| Exercise |
I would like each line of the data that holds the word "transition" copied out.

| Input |
────────────────

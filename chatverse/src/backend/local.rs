//! In-process reference backend.
//!
//! [`LocalServer`] is the authority: it owns the room table, assigns
//! per-room sequence numbers, mints canonical message ids and
//! timestamps, validates membership, and fans confirmed frames out to
//! every connected member. [`LocalBackend`] is one session's link to it
//! and supports simulated disconnect/reconnect.

use std::collections::HashMap;
use std::sync::Arc;
use std::sync::atomic::{AtomicBool, Ordering};

use parking_lot::Mutex;
use tokio::sync::mpsc;

use chatverse_proto::frame::{ClientFrame, ErrorKind, ServerFrame};
use chatverse_proto::id::{CorrelationId, MessageId, RoomId, ServerSeq, Timestamp, UserId};
use chatverse_proto::message::WireMessage;

use crate::directory::{Room, RoomKind};

use super::{Backend, BackendError};

/// Authoritative room record held by the server.
#[derive(Debug)]
struct ServerRoom {
    id: RoomId,
    kind: RoomKind,
    members: Vec<UserId>,
    next_seq: ServerSeq,
    messages: Vec<(ServerSeq, WireMessage)>,
}

impl ServerRoom {
    fn is_member(&self, user: &UserId) -> bool {
        (self.kind == RoomKind::Public && self.members.is_empty()) || self.members.contains(user)
    }
}

#[derive(Default)]
struct ServerState {
    rooms: Mutex<Vec<ServerRoom>>,
    /// Message id to owning room, for reaction routing.
    message_index: Mutex<HashMap<MessageId, RoomId>>,
    /// Connected sessions and their outbound frame channels.
    sessions: Mutex<HashMap<UserId, mpsc::Sender<ServerFrame>>>,
    /// Last-seen times for users that have disconnected.
    last_seen: Mutex<HashMap<UserId, Timestamp>>,
}

/// In-process chat backend shared by every [`LocalBackend`] session.
#[derive(Clone, Default)]
pub struct LocalServer {
    state: Arc<ServerState>,
}

impl LocalServer {
    /// Creates an empty server with no rooms or sessions.
    #[must_use]
    pub fn new() -> Self {
        Self::default()
    }

    /// Registers a room. Membership checks use the room's member list;
    /// a public room with an empty member list admits everyone.
    pub fn create_room(&self, room: &Room) {
        let mut rooms = self.state.rooms.lock();
        if rooms.iter().any(|r| r.id == room.id) {
            tracing::warn!(room_id = %room.id, "room already exists, ignoring");
            return;
        }
        rooms.push(ServerRoom {
            id: room.id.clone(),
            kind: room.kind,
            members: room.members.clone(),
            next_seq: ServerSeq::new(1),
            messages: Vec::new(),
        });
    }

    /// Removes a user from a room's member list. Lets tests and demos
    /// make a client's cached membership stale.
    pub fn remove_member(&self, room_id: &RoomId, user: &UserId) {
        let mut rooms = self.state.rooms.lock();
        if let Some(room) = rooms.iter_mut().find(|r| r.id == *room_id) {
            room.members.retain(|m| m != user);
        }
    }

    /// Connects a user, returning their session link.
    ///
    /// Existing sessions learn the newcomer is online; the newcomer
    /// receives the current presence of everyone already known.
    #[must_use]
    pub fn connect(&self, user: UserId, buffer: usize) -> LocalBackend {
        let rx = self.register(&user, buffer);
        LocalBackend {
            server: self.clone(),
            user,
            rx: tokio::sync::Mutex::new(rx),
            connected: AtomicBool::new(true),
            buffer,
        }
    }

    fn register(&self, user: &UserId, buffer: usize) -> mpsc::Receiver<ServerFrame> {
        let (tx, rx) = mpsc::channel(buffer);

        let snapshot: Vec<ServerFrame> = {
            let sessions = self.state.sessions.lock();
            let last_seen = self.state.last_seen.lock();
            sessions
                .keys()
                .filter(|other| *other != user)
                .map(|other| ServerFrame::PresenceUpdate {
                    user_id: other.clone(),
                    status: chatverse_proto::presence::PresenceStatus::Online,
                    last_seen: None,
                })
                .chain(last_seen.iter().filter(|(u, _)| !sessions.contains_key(*u)).map(
                    |(u, ts)| ServerFrame::PresenceUpdate {
                        user_id: u.clone(),
                        status: chatverse_proto::presence::PresenceStatus::Offline,
                        last_seen: Some(*ts),
                    },
                ))
                .collect()
        };
        for frame in snapshot {
            let _ = tx.try_send(frame);
        }

        self.state.sessions.lock().insert(user.clone(), tx);
        self.state.last_seen.lock().remove(user);

        self.broadcast_except(
            user,
            &ServerFrame::PresenceUpdate {
                user_id: user.clone(),
                status: chatverse_proto::presence::PresenceStatus::Online,
                last_seen: None,
            },
        );
        tracing::debug!(user_id = %user, "session connected");
        rx
    }

    /// Drops a user's session and broadcasts their offline transition.
    pub fn disconnect(&self, user: &UserId) {
        if self.state.sessions.lock().remove(user).is_none() {
            return;
        }
        let now = Timestamp::now();
        self.state.last_seen.lock().insert(user.clone(), now);
        self.broadcast_except(
            user,
            &ServerFrame::PresenceUpdate {
                user_id: user.clone(),
                status: chatverse_proto::presence::PresenceStatus::Offline,
                last_seen: Some(now),
            },
        );
        tracing::debug!(user_id = %user, "session disconnected");
    }

    /// Validates and applies one client frame, fanning results out.
    fn handle(&self, user: &UserId, frame: ClientFrame) {
        match frame {
            ClientFrame::MessageAppend {
                room_id,
                correlation_id,
                content,
            } => {
                if let Err(err) = content.validate() {
                    self.reject(
                        user,
                        ErrorKind::Conflict,
                        &err.to_string(),
                        Some(correlation_id),
                        Some(room_id),
                    );
                    return;
                }
                let accepted = {
                    let mut rooms = self.state.rooms.lock();
                    let Some(room) = rooms.iter_mut().find(|r| r.id == room_id) else {
                        drop(rooms);
                        self.reject(
                            user,
                            ErrorKind::NotFound,
                            &format!("room {room_id} does not exist"),
                            Some(correlation_id),
                            Some(room_id),
                        );
                        return;
                    };
                    if !room.is_member(user) {
                        let id = room.id.clone();
                        drop(rooms);
                        self.reject(
                            user,
                            ErrorKind::NotMember,
                            &format!("user {user} is not a member of room {id}"),
                            Some(correlation_id),
                            Some(id),
                        );
                        return;
                    }

                    let seq = room.next_seq;
                    room.next_seq = seq.next();
                    let payload = WireMessage {
                        id: MessageId::new(),
                        room_id: room.id.clone(),
                        sender_id: user.clone(),
                        timestamp: Timestamp::now(),
                        content,
                    };
                    room.messages.push((seq, payload.clone()));
                    (room.members.clone(), payload, seq)
                };
                let (members, payload, seq) = accepted;
                self.state
                    .message_index
                    .lock()
                    .insert(payload.id.clone(), payload.room_id.clone());
                tracing::debug!(room_id = %payload.room_id, %seq, "message accepted");
                self.fanout(
                    &members,
                    &ServerFrame::MessageAppend {
                        room_id: payload.room_id.clone(),
                        payload,
                        correlation_id: Some(correlation_id),
                        server_seq: seq,
                    },
                );
            }
            ClientFrame::ReactionToggle {
                message_id,
                emoji,
                correlation_id,
            } => {
                let Some(room_id) = self.state.message_index.lock().get(&message_id).cloned()
                else {
                    self.reject(
                        user,
                        ErrorKind::NotFound,
                        &format!("message {message_id} does not exist"),
                        Some(correlation_id),
                        None,
                    );
                    return;
                };
                let accepted = {
                    let mut rooms = self.state.rooms.lock();
                    let Some(room) = rooms.iter_mut().find(|r| r.id == room_id) else {
                        return;
                    };
                    if !room.is_member(user) {
                        let id = room.id.clone();
                        drop(rooms);
                        self.reject(
                            user,
                            ErrorKind::NotMember,
                            &format!("user {user} is not a member of room {id}"),
                            Some(correlation_id),
                            Some(id),
                        );
                        return;
                    }
                    let seq = room.next_seq;
                    room.next_seq = seq.next();
                    (room.members.clone(), seq)
                };
                let (members, seq) = accepted;
                self.fanout(
                    &members,
                    &ServerFrame::ReactionToggle {
                        room_id,
                        message_id,
                        user_id: user.clone(),
                        emoji,
                        correlation_id: Some(correlation_id),
                        server_seq: seq,
                    },
                );
            }
            ClientFrame::TypingUpdate { room_id, is_typing } => {
                // Fire-and-forget: invalid typing frames are dropped.
                let members = {
                    let rooms = self.state.rooms.lock();
                    let Some(room) = rooms.iter().find(|r| r.id == room_id) else {
                        tracing::debug!(room_id = %room_id, "typing for unknown room dropped");
                        return;
                    };
                    if !room.is_member(user) {
                        tracing::debug!(room_id = %room_id, user_id = %user, "typing from non-member dropped");
                        return;
                    }
                    room.members.clone()
                };
                let frame = ServerFrame::TypingUpdate {
                    room_id,
                    user_id: user.clone(),
                    is_typing,
                };
                let sessions = self.state.sessions.lock();
                for (member, tx) in sessions.iter() {
                    if member == user {
                        continue;
                    }
                    if !members.is_empty() && !members.contains(member) {
                        continue;
                    }
                    let _ = tx.try_send(frame.clone());
                }
            }
        }
    }

    /// Sends a typed error frame to the offending session only.
    fn reject(
        &self,
        user: &UserId,
        kind: ErrorKind,
        reason: &str,
        correlation_id: Option<CorrelationId>,
        room_id: Option<RoomId>,
    ) {
        tracing::debug!(user_id = %user, %kind, reason, "frame rejected");
        let sessions = self.state.sessions.lock();
        if let Some(tx) = sessions.get(user) {
            let _ = tx.try_send(ServerFrame::Error {
                kind,
                reason: reason.to_string(),
                correlation_id,
                room_id,
            });
        }
    }

    /// Delivers a frame to every connected member of a room. An empty
    /// member list means a fully open room: every session receives it.
    fn fanout(&self, members: &[UserId], frame: &ServerFrame) {
        let sessions = self.state.sessions.lock();
        for (user, tx) in sessions.iter() {
            if !members.is_empty() && !members.contains(user) {
                continue;
            }
            if tx.try_send(frame.clone()).is_err() {
                tracing::warn!(user_id = %user, "session channel full, frame dropped");
            }
        }
    }

    fn broadcast_except(&self, skip: &UserId, frame: &ServerFrame) {
        let sessions = self.state.sessions.lock();
        for (user, tx) in sessions.iter() {
            if user == skip {
                continue;
            }
            let _ = tx.try_send(frame.clone());
        }
    }
}

/// One session's link to a [`LocalServer`].
pub struct LocalBackend {
    server: LocalServer,
    user: UserId,
    rx: tokio::sync::Mutex<mpsc::Receiver<ServerFrame>>,
    connected: AtomicBool,
    buffer: usize,
}

impl LocalBackend {
    /// The user this session belongs to.
    #[must_use]
    pub const fn user(&self) -> &UserId {
        &self.user
    }

    /// Simulates losing the link: the server drops the session and
    /// broadcasts the offline transition. `recv` and `send` fail until
    /// [`Backend::reconnect`] succeeds.
    pub fn disconnect(&self) {
        self.connected.store(false, Ordering::SeqCst);
        self.server.disconnect(&self.user);
    }
}

impl Backend for LocalBackend {
    async fn send(&self, frame: ClientFrame) -> Result<(), BackendError> {
        if !self.is_connected() {
            return Err(BackendError::Disconnected);
        }
        self.server.handle(&self.user, frame);
        Ok(())
    }

    async fn recv(&self) -> Result<ServerFrame, BackendError> {
        if !self.connected.load(Ordering::SeqCst) {
            return Err(BackendError::Disconnected);
        }
        let mut rx = self.rx.lock().await;
        rx.recv().await.ok_or(BackendError::Disconnected)
    }

    fn is_connected(&self) -> bool {
        self.connected.load(Ordering::SeqCst)
    }

    async fn reconnect(&self) -> Result<(), BackendError> {
        let fresh = self.server.register(&self.user, self.buffer);
        *self.rx.lock().await = fresh;
        self.connected.store(true, Ordering::SeqCst);
        Ok(())
    }
}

────────────────

| Answer box |
    /// Drops a user's session and broadcasts their offline transition.
    /// broadcasts the offline transition. `recv` and `send` fail until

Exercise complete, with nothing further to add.